DATA:

^^^^^^^^^^^^^^^^

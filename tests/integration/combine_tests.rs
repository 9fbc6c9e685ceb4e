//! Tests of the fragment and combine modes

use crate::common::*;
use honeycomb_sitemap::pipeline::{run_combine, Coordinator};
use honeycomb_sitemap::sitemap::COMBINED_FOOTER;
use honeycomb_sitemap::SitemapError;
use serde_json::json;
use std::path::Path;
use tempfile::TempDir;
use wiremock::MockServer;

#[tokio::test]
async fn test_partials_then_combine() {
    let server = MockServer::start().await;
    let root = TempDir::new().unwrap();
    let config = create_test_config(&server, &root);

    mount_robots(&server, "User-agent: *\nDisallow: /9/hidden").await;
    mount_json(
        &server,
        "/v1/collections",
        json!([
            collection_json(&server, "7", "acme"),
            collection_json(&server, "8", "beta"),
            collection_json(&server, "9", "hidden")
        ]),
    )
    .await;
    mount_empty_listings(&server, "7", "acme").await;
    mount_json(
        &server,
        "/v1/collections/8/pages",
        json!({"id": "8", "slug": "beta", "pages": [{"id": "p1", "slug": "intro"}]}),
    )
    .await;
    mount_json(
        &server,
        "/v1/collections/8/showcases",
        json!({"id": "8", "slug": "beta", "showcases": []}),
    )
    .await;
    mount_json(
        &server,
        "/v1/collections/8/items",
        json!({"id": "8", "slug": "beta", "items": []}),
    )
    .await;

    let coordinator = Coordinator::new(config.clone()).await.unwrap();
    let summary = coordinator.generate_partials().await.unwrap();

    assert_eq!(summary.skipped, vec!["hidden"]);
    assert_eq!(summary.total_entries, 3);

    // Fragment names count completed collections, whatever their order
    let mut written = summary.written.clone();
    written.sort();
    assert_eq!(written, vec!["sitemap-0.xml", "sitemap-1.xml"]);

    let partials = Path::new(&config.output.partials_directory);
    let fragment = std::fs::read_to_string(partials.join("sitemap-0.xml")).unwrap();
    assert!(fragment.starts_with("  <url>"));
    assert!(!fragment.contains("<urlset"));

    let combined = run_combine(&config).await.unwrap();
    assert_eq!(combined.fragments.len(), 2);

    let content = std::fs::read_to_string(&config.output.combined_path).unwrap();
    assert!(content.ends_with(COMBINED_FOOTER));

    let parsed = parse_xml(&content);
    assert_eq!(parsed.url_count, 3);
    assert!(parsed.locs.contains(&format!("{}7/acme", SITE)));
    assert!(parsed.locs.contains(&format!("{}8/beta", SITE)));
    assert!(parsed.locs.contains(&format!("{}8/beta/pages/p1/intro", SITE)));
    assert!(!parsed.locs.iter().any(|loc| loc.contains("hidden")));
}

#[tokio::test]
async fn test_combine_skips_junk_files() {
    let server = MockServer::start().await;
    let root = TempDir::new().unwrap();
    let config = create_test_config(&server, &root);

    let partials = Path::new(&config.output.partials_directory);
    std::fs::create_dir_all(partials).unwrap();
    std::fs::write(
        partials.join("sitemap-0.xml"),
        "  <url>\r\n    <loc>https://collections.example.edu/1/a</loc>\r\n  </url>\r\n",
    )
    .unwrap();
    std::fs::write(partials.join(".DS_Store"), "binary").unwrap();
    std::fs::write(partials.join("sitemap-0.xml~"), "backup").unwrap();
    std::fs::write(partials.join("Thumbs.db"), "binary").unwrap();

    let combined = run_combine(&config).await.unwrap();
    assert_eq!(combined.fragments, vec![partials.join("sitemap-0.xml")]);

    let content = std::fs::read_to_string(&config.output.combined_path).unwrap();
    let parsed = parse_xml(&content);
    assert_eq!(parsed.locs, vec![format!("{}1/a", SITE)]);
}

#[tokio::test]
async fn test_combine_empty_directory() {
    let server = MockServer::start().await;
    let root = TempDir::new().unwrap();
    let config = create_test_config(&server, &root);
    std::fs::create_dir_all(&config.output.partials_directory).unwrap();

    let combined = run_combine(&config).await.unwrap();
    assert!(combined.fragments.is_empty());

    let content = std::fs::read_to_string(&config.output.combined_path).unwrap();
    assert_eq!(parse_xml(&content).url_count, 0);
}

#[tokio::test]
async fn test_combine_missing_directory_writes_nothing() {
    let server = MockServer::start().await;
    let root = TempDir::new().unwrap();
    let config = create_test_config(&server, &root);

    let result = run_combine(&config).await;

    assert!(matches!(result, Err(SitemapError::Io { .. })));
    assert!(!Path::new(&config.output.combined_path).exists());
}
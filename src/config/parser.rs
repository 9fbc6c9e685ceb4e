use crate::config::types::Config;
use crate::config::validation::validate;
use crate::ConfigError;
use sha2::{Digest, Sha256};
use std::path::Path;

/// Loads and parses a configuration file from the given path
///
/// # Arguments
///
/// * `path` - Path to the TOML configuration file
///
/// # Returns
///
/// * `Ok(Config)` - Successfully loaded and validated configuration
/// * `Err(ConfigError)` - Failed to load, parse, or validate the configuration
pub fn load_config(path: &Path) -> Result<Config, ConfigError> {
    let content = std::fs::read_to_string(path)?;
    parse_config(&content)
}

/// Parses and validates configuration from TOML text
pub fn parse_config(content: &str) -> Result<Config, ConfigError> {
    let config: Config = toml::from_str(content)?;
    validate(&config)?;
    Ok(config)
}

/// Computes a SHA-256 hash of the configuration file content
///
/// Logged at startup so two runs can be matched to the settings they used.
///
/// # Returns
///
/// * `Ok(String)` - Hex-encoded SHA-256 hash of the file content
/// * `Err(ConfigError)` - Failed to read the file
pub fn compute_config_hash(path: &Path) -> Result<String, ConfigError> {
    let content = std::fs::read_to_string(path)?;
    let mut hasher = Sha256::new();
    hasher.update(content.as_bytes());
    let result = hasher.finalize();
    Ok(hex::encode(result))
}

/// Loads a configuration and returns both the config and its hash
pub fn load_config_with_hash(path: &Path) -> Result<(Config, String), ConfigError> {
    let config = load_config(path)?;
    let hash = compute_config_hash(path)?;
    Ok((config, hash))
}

^^^^^^^^^^^^^^^^

ASSIGNMENT: Type out the whole listing once more, exactly as written.

SOLUTION FOR THIS TASK:
filename tests/integration/combine_tests.rs
repository 9fbc6c9e685ceb4e
//! Tests of the fragment and combine modes

use crate::common::*;
use honeycomb_sitemap::pipeline::{run_combine, Coordinator};
use honeycomb_sitemap::sitemap::COMBINED_FOOTER;
use honeycomb_sitemap::SitemapError;
use serde_json::json;
use std::path::Path;
use tempfile::TempDir;
use wiremock::MockServer;

#[tokio::test]
async fn test_partials_then_combine() {
    let server = MockServer::start().await;
    let root = TempDir::new().unwrap();
    let config = create_test_config(&server, &root);

    mount_robots(&server, "User-agent: *\nDisallow: /9/hidden").await;
    mount_json(
        &server,
        "/v1/collections",
        json!([
            collection_json(&server, "7", "acme"),
            collection_json(&server, "8", "beta"),
            collection_json(&server, "9", "hidden")
        ]),
    )
    .await;
    mount_empty_listings(&server, "7", "acme").await;
    mount_json(
        &server,
        "/v1/collections/8/pages",
        json!({"id": "8", "slug": "beta", "pages": [{"id": "p1", "slug": "intro"}]}),
    )
    .await;
    mount_json(
        &server,
        "/v1/collections/8/showcases",
        json!({"id": "8", "slug": "beta", "showcases": []}),
    )
    .await;
    mount_json(
        &server,
        "/v1/collections/8/items",
        json!({"id": "8", "slug": "beta", "items": []}),
    )
    .await;

    let coordinator = Coordinator::new(config.clone()).await.unwrap();
    let summary = coordinator.generate_partials().await.unwrap();

    assert_eq!(summary.skipped, vec!["hidden"]);
    assert_eq!(summary.total_entries, 3);

    // Fragment names count completed collections, whatever their order
    let mut written = summary.written.clone();
    written.sort();
    assert_eq!(written, vec!["sitemap-0.xml", "sitemap-1.xml"]);

    let partials = Path::new(&config.output.partials_directory);
    let fragment = std::fs::read_to_string(partials.join("sitemap-0.xml")).unwrap();
    assert!(fragment.starts_with("  <url>"));
    assert!(!fragment.contains("<urlset"));

    let combined = run_combine(&config).await.unwrap();
    assert_eq!(combined.fragments.len(), 2);

    let content = std::fs::read_to_string(&config.output.combined_path).unwrap();
    assert!(content.ends_with(COMBINED_FOOTER));

    let parsed = parse_xml(&content);
    assert_eq!(parsed.url_count, 3);
    assert!(parsed.locs.contains(&format!("{}7/acme", SITE)));
    assert!(parsed.locs.contains(&format!("{}8/beta", SITE)));
    assert!(parsed.locs.contains(&format!("{}8/beta/pages/p1/intro", SITE)));
    assert!(!parsed.locs.iter().any(|loc| loc.contains("hidden")));
}

#[tokio::test]
async fn test_combine_skips_junk_files() {
    let server = MockServer::start().await;
    let root = TempDir::new().unwrap();
    let config = create_test_config(&server, &root);

    let partials = Path::new(&config.output.partials_directory);
    std::fs::create_dir_all(partials).unwrap();
    std::fs::write(
        partials.join("sitemap-0.xml"),
        "  <url>\r\n    <loc>https://collections.example.edu/1/a</loc>\r\n  </url>\r\n",
    )
    .unwrap();
    std::fs::write(partials.join(".DS_Store"), "binary").unwrap();
    std::fs::write(partials.join("sitemap-0.xml~"), "backup").unwrap();
    std::fs::write(partials.join("Thumbs.db"), "binary").unwrap();

    let combined = run_combine(&config).await.unwrap();
    assert_eq!(combined.fragments, vec![partials.join("sitemap-0.xml")]);

    let content = std::fs::read_to_string(&config.output.combined_path).unwrap();
    let parsed = parse_xml(&content);
    assert_eq!(parsed.locs, vec![format!("{}1/a", SITE)]);
}

#[tokio::test]
async fn test_combine_empty_directory() {
    let server = MockServer::start().await;
    let root = TempDir::new().unwrap();
    let config = create_test_config(&server, &root);
    std::fs::create_dir_all(&config.output.partials_directory).unwrap();

    let combined = run_combine(&config).await.unwrap();
    assert!(combined.fragments.is_empty());

    let content = std::fs::read_to_string(&config.output.combined_path).unwrap();
    assert_eq!(parse_xml(&content).url_count, 0);
}

#[tokio::test]
async fn test_combine_missing_directory_writes_nothing() {
    let server = MockServer::start().await;
    let root = TempDir::new().unwrap();
    let config = create_test_config(&server, &root);

    let result = run_combine(&config).await;

    assert!(matches!(result, Err(SitemapError::Io { .. })));
    assert!(!Path::new(&config.output.combined_path).exists());
}
filename src/config/parser.rs
repository 9fbc6c9e685ceb4e
use crate::config::types::Config;
use crate::config::validation::validate;
use crate::ConfigError;
use sha2::{Digest, Sha256};
use std::path::Path;

/// Loads and parses a configuration file from the given path
///
/// # Arguments
///
/// * `path` - Path to the TOML configuration file
///
/// # Returns
///
/// * `Ok(Config)` - Successfully loaded and validated configuration
/// * `Err(ConfigError)` - Failed to load, parse, or validate the configuration
pub fn load_config(path: &Path) -> Result<Config, ConfigError> {
    let content = std::fs::read_to_string(path)?;
    parse_config(&content)
}

/// Parses and validates configuration from TOML text
pub fn parse_config(content: &str) -> Result<Config, ConfigError> {
    let config: Config = toml::from_str(content)?;
    validate(&config)?;
    Ok(config)
}

/// Computes a SHA-256 hash of the configuration file content
///
/// Logged at startup so two runs can be matched to the settings they used.
///
/// # Returns
///
/// * `Ok(String)` - Hex-encoded SHA-256 hash of the file content
/// * `Err(ConfigError)` - Failed to read the file
pub fn compute_config_hash(path: &Path) -> Result<String, ConfigError> {
    let content = std::fs::read_to_string(path)?;
    let mut hasher = Sha256::new();
    hasher.update(content.as_bytes());
    let result = hasher.finalize();
    Ok(hex::encode(result))
}

/// Loads a configuration and returns both the config and its hash
pub fn load_config_with_hash(path: &Path) -> Result<(Config, String), ConfigError> {
    let config = load_config(path)?;
    let hash = compute_config_hash(path)?;
    Ok((config, hash))
}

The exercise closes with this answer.